Porém, a liderança da Tesla no mercado de veículos elétricos diminuiu, assim como sua aura de inevitabilidade. Empresas como Ford e General Motors nos Estados Unidos, Volkswagen e BMW na Europa, e BYD, NIO, Toyota e Hyundai na Ásia produzem veículos elétricos, incluindo híbridos – uma opção cada vez mais popular que a Tesla se recusa a adotar.

Ao mesmo tempo, muitos dos recursos tecnológicos oferecidos por um Tesla, como telas modernas, aplicativos e aceleração impressionante, estão disponíveis em carros que vão desde os luxuosos Mercedes EQE, da Mercedes-Benz, até o mais acessível Chevy Equinox.

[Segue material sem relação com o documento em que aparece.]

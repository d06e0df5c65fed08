//! REST API client.

use denpo_server::infrastructure::dto::http::{
    ErrorResponse, MessageDto, ParticipantDto, SendMessageRequest,
};
use reqwest::{Response, StatusCode};
use serde::de::DeserializeOwned;

use crate::error::ClientError;

/// Thin wrapper over the relay's HTTP endpoints, authenticated with a bearer token
#[derive(Debug, Clone)]
pub struct ApiClient {
    http: reqwest::Client,
    base_url: String,
    token: String,
}

impl ApiClient {
    /// # Arguments
    ///
    /// * `base_url` - e.g. `http://127.0.0.1:8080`
    /// * `token` - Bearer token for every request
    pub fn new(base_url: impl Into<String>, token: impl Into<String>) -> Self {
        Self {
            http: reqwest::Client::new(),
            base_url: base_url.into().trim_end_matches('/').to_string(),
            token: token.into(),
        }
    }

    pub fn token(&self) -> &str {
        &self.token
    }

    /// `GET /api/users` (the caller comes first)
    pub async fn list_users(&self) -> Result<Vec<ParticipantDto>, ClientError> {
        let response = self
            .http
            .get(self.url("/api/users"))
            .bearer_auth(&self.token)
            .send()
            .await?;
        decode(response).await
    }

    /// `GET /api/messages`: full fetch of everything sent or received
    pub async fn fetch_messages(&self) -> Result<Vec<MessageDto>, ClientError> {
        let response = self
            .http
            .get(self.url("/api/messages"))
            .bearer_auth(&self.token)
            .send()
            .await?;
        decode(response).await
    }

    /// `POST /api/messages`
    pub async fn send_message(
        &self,
        recipient_id: &str,
        content: &str,
    ) -> Result<MessageDto, ClientError> {
        let request = SendMessageRequest {
            content: content.to_string(),
            recipient_id: recipient_id.to_string(),
        };
        let response = self
            .http
            .post(self.url("/api/messages"))
            .bearer_auth(&self.token)
            .json(&request)
            .send()
            .await?;
        decode(response).await
    }

    fn url(&self, path: &str) -> String {
        format!("{}{}", self.base_url, path)
    }
}

/// Decode a success body, or turn the `{ "error": ... }` body into a `ClientError`
async fn decode<T: DeserializeOwned>(response: Response) -> Result<T, ClientError> {
    let status = response.status();
    if status.is_success() {
        return Ok(response.json::<T>().await?);
    }

    let message = match response.json::<ErrorResponse>().await {
        Ok(body) => body.error,
        Err(_) => status.to_string(),
    };
    Err(error_for_status(status, message))
}

fn error_for_status(status: StatusCode, message: String) -> ClientError {
    if status == StatusCode::UNAUTHORIZED {
        ClientError::Unauthorized(message)
    } else {
        ClientError::Api {
            status: status.as_u16(),
            message,
        }
    }
}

Até mesmo a inovação em direção autônoma, que foi o grande foco dos investidores da Tesla, parece estar vindo de concorrentes como Waymo, unidade da Alphabet. Com o crescimento global dos veículos elétricos desacelerando, as ações da Tesla estão cerca de 40% abaixo de seu pico histórico.

Ainda assim, a Tesla mantém uma avaliação premium, sendo negociada a quase 90 vezes os lucros estimados para os próximos 12 meses, colocando-a no mesmo nível de empresas de tecnologia como Palantir e Snowflake. O futuro do preço de suas ações, seja voltando aos níveis mais altos ou afundando, depende de Musk, que se prepara para apresentar o Robotaxi Day em Hollywood, Califórnia, no dia 10 de outubro. Oficialmente, o evento será para destacar a tecnologia de direção autônoma que poderia permitir à Tesla competir com empresas como Waymo e Cruise, da GM. Musk precisa convencer os investidores de que a Tesla ainda é um centro de inovação e merece ser vista como uma empresa de tecnologia ao lado de Apple, Amazon ou Alphabet.

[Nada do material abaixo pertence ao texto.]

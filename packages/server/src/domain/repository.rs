//! Repository traits 定義
//!
//! 永続ストア（参加者とメッセージ）へのインターフェース。
//! UseCase 層はこの trait に依存し、Infrastructure 層の具体的な実装には依存しない。

use async_trait::async_trait;

use super::{
    entity::{DirectMessage, NewMessage, Participant},
    error::RepositoryError,
    value_object::{MessageId, ParticipantId},
};

/// Participant records with their online flag
#[cfg_attr(test, mockall::automock)]
#[async_trait]
pub trait ParticipantRepository: Send + Sync {
    async fn find_participant(
        &self,
        participant_id: &ParticipantId,
    ) -> Result<Option<Participant>, RepositoryError>;

    async fn list_participants(&self) -> Result<Vec<Participant>, RepositoryError>;

    /// Mirror the online flag into the participant record
    async fn set_online(
        &self,
        participant_id: &ParticipantId,
        online: bool,
    ) -> Result<(), RepositoryError>;
}

/// Direct message records
#[cfg_attr(test, mockall::automock)]
#[async_trait]
pub trait MessageRepository: Send + Sync {
    /// Persist a new message. The store assigns its id and creation time.
    async fn insert_message(&self, message: NewMessage) -> Result<DirectMessage, RepositoryError>;

    /// Thread between two participants, oldest first
    async fn find_messages_for_pair(
        &self,
        a: &ParticipantId,
        b: &ParticipantId,
    ) -> Result<Vec<DirectMessage>, RepositoryError>;

    /// Every message sent or received by `participant_id`, oldest first
    async fn find_messages_for_participant(
        &self,
        participant_id: &ParticipantId,
    ) -> Result<Vec<DirectMessage>, RepositoryError>;

    /// Mark the listed messages as read, restricted to those addressed to `recipient_id`.
    ///
    /// Returns the number of records that changed.
    async fn mark_read(
        &self,
        recipient_id: &ParticipantId,
        message_ids: &[MessageId],
    ) -> Result<usize, RepositoryError>;
}
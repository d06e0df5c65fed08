//! Per-connection lifecycle state machine.
//!
//! ```text
//! Connecting -> Authenticating -> Registered -> Closing -> Closed
//!                     |                                     ^
//!                     +------------- (auth failure) --------+
//! any state ----------------------- (transport error) ------+
//! ```

use super::{error::LifecycleError, value_object::ParticipantId};

#[derive(Debug, Clone, Copy, PartialEq, Eq)]
pub enum ConnectionState {
    Connecting,
    Authenticating,
    Registered,
    Closing,
    Closed,
}

impl ConnectionState {
    fn can_advance_to(self, next: ConnectionState) -> bool {
        use ConnectionState::*;
        match (self, next) {
            (Closed, _) => false,
            (_, Closed) => true,
            (Connecting, Authenticating) => true,
            (Authenticating, Registered) => true,
            (Registered, Closing) => true,
            _ => false,
        }
    }
}

/// Tracks one connection attempt from accept to close.
#[derive(Debug)]
pub struct ConnectionLifecycle {
    state: ConnectionState,
    participant_id: Option<ParticipantId>,
}

impl ConnectionLifecycle {
    pub fn new() -> Self {
        Self {
            state: ConnectionState::Connecting,
            participant_id: None,
        }
    }

    pub fn state(&self) -> ConnectionState {
        self.state
    }

    pub fn begin_authentication(&mut self) -> Result<(), LifecycleError> {
        self.advance(ConnectionState::Authenticating)
    }

    pub fn registered(&mut self, participant_id: ParticipantId) -> Result<(), LifecycleError> {
        self.advance(ConnectionState::Registered)?;
        self.participant_id = Some(participant_id);
        Ok(())
    }

    pub fn begin_closing(&mut self) -> Result<(), LifecycleError> {
        self.advance(ConnectionState::Closing)
    }

    /// Reachable from every state except `Closed` itself.
    pub fn closed(&mut self) -> Result<(), LifecycleError> {
        self.advance(ConnectionState::Closed)
    }

    fn advance(&mut self, next: ConnectionState) -> Result<(), LifecycleError> {
        if !self.state.can_advance_to(next) {
            return Err(LifecycleError::IllegalTransition {
                from: self.state,
                to: next,
            });
        }
        tracing::trace!(
            "Connection state {:?} -> {:?} (participant: {:?})",
            self.state,
            next,
            self.participant_id.as_ref().map(|id| id.as_str())
        );
        self.state = next;
        Ok(())
    }
}

impl Default for ConnectionLifecycle {
    fn default() -> Self {
        Self::new()
    }
}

“Oportunidades como essa não surgem com frequência”, diz Emmanuel Rosner, analista da Wolfe Research. “A oportunidade é enorme, mas ainda há muito a provar.”

A escolha de Musk pelos robo-táxis pode parecer estranha, considerando seu histórico. Sua primeira previsão sobre direção autônoma aconteceu em 2016, quando afirmou que a Tesla faria uma viagem autônoma de costa a costa nos EUA em 2017. Desde então, ele promete que a direção autônoma completa está a apenas um ano de distância, todos os anos. Até o próprio Musk admite ser excessivamente otimista.

Enquanto isso, a direção autônoma está se tornando realidade – pelo menos para os concorrentes da Tesla. A Waymo realiza mais de 100 mil viagens semanais sem motoristas. A Uber está adicionando táxis autônomos da Cruise, além de firmar parcerias com a Waymo e investir na startup de direção automatizada Wayve, apoiada pela Nvidia. Por outro lado, a Tesla segue um caminho próprio, lançando melhorias incrementais em seu produto de assistência ao motorista chamado Full Self Driving (FSD). Musk sugeriu que outras montadoras estão interessadas na tecnologia da Tesla, mas até agora nenhum acordo concreto foi anunciado.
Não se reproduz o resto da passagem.